> **Task directions**: Which lines in the records below mention the word "classified"? Copy each one out.
Input data section start
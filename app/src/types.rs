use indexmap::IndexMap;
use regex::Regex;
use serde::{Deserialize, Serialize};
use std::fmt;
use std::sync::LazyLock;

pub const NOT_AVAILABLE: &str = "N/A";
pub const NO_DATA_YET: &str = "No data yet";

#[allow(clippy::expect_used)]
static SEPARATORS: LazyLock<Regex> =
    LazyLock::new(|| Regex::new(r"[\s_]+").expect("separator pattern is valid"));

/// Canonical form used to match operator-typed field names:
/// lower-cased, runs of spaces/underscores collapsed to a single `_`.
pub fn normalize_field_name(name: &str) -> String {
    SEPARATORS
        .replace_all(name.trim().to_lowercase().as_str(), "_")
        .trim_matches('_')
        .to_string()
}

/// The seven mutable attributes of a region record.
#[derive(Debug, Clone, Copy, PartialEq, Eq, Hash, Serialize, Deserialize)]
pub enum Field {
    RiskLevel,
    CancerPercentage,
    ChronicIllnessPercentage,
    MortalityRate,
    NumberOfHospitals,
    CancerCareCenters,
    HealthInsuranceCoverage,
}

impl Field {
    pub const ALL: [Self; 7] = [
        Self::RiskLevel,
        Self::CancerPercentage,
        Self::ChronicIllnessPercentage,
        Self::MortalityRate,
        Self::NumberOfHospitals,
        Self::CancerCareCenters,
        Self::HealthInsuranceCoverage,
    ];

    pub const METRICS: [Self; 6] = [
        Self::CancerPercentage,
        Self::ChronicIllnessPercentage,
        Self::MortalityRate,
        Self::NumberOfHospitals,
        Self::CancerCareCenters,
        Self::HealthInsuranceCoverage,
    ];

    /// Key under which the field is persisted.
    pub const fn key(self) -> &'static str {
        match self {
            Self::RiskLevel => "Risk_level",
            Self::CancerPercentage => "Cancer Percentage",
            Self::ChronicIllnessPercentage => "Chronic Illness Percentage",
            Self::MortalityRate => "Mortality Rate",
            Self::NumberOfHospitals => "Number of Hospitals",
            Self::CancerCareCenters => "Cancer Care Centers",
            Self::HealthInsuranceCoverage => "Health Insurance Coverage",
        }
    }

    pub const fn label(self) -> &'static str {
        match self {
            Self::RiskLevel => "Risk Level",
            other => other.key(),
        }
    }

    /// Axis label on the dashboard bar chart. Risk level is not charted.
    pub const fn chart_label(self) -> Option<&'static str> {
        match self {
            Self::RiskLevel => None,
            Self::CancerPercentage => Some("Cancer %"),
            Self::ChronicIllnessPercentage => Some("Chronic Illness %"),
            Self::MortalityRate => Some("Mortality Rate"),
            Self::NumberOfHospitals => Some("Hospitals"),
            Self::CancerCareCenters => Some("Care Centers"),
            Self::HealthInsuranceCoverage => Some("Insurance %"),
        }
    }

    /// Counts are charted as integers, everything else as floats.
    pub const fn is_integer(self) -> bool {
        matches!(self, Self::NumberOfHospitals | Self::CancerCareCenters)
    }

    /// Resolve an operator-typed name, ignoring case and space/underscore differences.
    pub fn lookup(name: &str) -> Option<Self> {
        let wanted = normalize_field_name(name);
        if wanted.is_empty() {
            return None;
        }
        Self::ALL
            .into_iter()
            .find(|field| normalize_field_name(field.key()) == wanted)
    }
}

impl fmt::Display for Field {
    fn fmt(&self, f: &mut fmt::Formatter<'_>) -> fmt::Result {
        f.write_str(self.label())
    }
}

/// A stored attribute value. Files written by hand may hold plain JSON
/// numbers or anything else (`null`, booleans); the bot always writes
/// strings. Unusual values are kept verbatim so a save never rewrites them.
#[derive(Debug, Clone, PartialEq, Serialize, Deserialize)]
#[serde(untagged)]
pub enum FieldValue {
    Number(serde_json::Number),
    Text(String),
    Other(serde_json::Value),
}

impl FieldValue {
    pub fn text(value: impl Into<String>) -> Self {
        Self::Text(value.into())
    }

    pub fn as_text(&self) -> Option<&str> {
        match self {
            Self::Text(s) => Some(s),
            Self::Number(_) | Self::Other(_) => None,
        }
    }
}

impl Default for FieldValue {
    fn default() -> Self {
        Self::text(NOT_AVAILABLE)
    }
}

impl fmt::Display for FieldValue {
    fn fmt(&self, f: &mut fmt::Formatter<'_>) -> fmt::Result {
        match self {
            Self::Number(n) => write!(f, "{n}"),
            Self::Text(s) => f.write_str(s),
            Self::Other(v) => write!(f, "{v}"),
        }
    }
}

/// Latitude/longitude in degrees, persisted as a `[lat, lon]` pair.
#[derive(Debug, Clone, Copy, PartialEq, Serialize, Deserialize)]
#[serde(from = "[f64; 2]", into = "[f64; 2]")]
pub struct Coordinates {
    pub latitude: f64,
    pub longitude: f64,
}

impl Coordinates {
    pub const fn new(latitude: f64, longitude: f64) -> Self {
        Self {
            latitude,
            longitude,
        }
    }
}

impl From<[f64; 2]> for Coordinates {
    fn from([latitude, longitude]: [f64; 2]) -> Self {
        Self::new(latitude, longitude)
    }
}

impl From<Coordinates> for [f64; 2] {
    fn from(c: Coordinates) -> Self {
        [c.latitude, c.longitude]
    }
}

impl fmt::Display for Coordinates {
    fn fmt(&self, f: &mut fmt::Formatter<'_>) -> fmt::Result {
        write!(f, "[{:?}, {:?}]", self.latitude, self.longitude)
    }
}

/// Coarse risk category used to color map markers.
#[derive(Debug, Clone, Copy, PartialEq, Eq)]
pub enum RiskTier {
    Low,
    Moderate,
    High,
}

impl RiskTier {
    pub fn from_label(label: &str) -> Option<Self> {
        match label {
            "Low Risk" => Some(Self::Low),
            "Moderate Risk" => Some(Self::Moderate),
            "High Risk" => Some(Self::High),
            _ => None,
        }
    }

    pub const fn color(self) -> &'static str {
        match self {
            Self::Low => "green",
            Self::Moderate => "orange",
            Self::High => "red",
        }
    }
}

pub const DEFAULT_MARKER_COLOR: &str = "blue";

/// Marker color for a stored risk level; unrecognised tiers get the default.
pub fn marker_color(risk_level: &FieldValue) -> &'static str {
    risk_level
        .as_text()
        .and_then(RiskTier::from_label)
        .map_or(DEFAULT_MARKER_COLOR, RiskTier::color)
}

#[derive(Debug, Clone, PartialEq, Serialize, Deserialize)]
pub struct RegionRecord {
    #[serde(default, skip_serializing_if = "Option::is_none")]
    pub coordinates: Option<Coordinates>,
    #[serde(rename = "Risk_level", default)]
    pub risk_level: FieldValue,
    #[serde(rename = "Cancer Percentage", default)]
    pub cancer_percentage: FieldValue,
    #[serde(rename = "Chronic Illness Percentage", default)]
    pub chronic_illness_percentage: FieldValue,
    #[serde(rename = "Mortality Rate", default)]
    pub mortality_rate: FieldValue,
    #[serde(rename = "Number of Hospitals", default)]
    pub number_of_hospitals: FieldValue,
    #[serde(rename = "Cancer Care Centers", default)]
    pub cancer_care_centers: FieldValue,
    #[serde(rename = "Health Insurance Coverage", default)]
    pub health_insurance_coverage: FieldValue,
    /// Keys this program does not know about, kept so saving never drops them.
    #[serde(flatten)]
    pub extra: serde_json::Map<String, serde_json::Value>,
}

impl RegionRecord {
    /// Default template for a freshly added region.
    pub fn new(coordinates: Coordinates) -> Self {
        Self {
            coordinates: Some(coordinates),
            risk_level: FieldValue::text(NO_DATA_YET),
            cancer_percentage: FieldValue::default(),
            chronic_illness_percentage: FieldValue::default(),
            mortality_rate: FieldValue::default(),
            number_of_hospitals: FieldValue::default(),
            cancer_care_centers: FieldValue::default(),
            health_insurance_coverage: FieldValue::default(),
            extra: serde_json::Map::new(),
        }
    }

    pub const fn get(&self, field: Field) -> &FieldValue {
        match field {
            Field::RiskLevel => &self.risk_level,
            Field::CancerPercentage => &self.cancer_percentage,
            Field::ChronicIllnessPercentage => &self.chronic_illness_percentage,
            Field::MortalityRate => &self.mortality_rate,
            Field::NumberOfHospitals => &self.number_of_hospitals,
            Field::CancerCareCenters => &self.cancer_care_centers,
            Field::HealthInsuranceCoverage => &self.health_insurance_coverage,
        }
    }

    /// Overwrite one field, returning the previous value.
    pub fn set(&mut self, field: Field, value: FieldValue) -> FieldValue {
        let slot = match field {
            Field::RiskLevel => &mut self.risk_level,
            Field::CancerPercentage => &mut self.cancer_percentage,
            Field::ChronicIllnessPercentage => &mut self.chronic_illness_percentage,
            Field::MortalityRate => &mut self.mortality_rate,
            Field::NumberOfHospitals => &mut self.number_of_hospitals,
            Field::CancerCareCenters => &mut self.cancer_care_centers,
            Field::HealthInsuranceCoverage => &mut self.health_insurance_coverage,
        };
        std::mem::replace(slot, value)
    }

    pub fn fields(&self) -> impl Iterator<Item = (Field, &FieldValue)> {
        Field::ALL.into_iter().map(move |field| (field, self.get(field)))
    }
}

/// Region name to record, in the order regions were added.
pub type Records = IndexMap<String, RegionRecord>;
Input data section end
Input data section start
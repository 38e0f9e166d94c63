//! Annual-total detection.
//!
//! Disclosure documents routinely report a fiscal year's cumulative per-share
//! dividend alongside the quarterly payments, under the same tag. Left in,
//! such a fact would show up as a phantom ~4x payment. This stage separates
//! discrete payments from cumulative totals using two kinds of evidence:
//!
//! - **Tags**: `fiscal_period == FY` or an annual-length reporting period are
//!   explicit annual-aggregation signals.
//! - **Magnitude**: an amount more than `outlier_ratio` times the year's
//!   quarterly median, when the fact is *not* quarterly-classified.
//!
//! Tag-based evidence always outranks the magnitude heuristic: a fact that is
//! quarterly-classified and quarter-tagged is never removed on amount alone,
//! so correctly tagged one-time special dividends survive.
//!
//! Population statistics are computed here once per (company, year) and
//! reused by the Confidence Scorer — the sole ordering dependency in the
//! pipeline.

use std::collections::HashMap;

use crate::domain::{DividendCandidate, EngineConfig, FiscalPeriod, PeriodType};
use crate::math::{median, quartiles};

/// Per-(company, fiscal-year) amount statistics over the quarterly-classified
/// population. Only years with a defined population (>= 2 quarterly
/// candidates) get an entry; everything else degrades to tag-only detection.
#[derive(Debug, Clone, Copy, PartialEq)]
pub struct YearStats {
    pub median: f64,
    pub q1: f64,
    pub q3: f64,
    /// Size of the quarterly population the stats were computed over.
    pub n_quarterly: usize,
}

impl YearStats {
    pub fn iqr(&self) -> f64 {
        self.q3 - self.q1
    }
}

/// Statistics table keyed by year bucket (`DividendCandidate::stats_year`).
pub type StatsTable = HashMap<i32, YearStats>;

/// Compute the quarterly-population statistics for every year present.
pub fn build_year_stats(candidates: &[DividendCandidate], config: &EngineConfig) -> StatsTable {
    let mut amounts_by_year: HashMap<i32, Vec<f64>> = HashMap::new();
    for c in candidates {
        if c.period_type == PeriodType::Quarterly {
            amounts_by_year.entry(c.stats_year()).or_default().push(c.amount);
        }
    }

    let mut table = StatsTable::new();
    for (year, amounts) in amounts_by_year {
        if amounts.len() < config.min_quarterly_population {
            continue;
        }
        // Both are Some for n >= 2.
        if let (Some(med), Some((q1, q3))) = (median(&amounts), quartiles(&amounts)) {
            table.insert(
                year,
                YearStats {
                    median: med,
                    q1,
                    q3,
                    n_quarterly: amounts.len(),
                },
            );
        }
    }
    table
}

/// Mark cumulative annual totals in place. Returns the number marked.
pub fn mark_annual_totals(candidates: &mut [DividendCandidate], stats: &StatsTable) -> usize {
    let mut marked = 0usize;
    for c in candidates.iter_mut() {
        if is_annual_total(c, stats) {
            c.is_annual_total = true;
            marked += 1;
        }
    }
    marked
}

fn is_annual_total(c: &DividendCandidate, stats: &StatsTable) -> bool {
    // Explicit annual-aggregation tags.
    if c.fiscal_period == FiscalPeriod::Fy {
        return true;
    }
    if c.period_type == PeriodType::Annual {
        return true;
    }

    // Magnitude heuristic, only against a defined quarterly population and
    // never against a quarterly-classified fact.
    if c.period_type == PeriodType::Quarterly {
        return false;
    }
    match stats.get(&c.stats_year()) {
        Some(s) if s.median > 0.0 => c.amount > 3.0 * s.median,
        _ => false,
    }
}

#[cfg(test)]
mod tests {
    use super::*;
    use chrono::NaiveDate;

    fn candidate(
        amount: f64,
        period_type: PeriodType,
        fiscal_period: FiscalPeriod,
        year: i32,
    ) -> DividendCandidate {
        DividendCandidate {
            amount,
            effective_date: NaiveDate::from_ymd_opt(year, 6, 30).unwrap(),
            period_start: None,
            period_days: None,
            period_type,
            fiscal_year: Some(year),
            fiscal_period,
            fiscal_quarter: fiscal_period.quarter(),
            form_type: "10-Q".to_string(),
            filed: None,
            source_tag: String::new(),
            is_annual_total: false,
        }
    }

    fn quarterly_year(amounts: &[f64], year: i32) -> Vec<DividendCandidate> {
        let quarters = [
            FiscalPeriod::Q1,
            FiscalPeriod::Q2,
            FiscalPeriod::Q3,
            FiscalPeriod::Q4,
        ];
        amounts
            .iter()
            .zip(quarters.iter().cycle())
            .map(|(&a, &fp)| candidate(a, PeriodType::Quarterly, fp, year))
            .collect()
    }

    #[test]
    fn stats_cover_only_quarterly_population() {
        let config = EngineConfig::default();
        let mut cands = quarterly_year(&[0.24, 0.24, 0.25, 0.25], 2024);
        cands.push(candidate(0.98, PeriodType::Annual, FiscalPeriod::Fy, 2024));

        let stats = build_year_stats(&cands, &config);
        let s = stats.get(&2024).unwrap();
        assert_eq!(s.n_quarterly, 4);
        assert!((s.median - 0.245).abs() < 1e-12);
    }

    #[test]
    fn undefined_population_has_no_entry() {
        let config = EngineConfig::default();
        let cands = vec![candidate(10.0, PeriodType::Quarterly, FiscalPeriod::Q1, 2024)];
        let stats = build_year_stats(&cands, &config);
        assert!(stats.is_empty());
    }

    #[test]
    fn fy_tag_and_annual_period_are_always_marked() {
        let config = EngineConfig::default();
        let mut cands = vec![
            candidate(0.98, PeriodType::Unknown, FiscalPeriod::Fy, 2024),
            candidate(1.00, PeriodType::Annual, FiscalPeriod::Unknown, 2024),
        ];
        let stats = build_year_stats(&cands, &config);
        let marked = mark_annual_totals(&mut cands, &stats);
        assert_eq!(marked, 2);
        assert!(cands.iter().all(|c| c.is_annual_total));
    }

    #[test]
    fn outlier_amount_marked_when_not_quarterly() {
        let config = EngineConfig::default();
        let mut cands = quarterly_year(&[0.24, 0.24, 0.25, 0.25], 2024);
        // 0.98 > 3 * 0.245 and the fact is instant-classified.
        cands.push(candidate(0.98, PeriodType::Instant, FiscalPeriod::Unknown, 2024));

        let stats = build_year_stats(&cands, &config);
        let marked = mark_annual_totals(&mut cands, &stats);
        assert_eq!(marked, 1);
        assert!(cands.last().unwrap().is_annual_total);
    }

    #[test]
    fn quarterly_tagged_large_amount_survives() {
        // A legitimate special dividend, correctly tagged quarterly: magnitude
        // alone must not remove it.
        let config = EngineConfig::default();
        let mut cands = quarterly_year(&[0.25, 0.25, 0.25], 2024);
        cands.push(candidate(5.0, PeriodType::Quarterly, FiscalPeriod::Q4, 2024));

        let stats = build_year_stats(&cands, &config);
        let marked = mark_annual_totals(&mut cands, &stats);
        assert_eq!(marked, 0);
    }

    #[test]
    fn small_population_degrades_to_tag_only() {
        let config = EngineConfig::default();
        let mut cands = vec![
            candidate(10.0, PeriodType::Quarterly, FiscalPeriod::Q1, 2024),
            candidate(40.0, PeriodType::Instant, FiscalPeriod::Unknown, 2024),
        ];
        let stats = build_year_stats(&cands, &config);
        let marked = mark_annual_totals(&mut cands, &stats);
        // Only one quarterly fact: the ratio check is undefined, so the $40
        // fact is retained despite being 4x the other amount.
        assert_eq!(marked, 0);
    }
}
Input data section end
Input data section start
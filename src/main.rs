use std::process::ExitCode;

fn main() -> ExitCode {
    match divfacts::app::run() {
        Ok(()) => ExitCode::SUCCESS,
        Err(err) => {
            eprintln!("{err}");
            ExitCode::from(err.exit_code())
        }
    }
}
Input data section end
> **Result for this task**:
//!   quarterly median, when the fact is *not* quarterly-classified.
//! quarterly-classified and quarter-tagged is never removed on amount alone,
/// Per-(company, fiscal-year) amount statistics over the quarterly-classified
    // never against a quarterly-classified fact.
        // 0.98 > 3 * 0.245 and the fact is instant-classified.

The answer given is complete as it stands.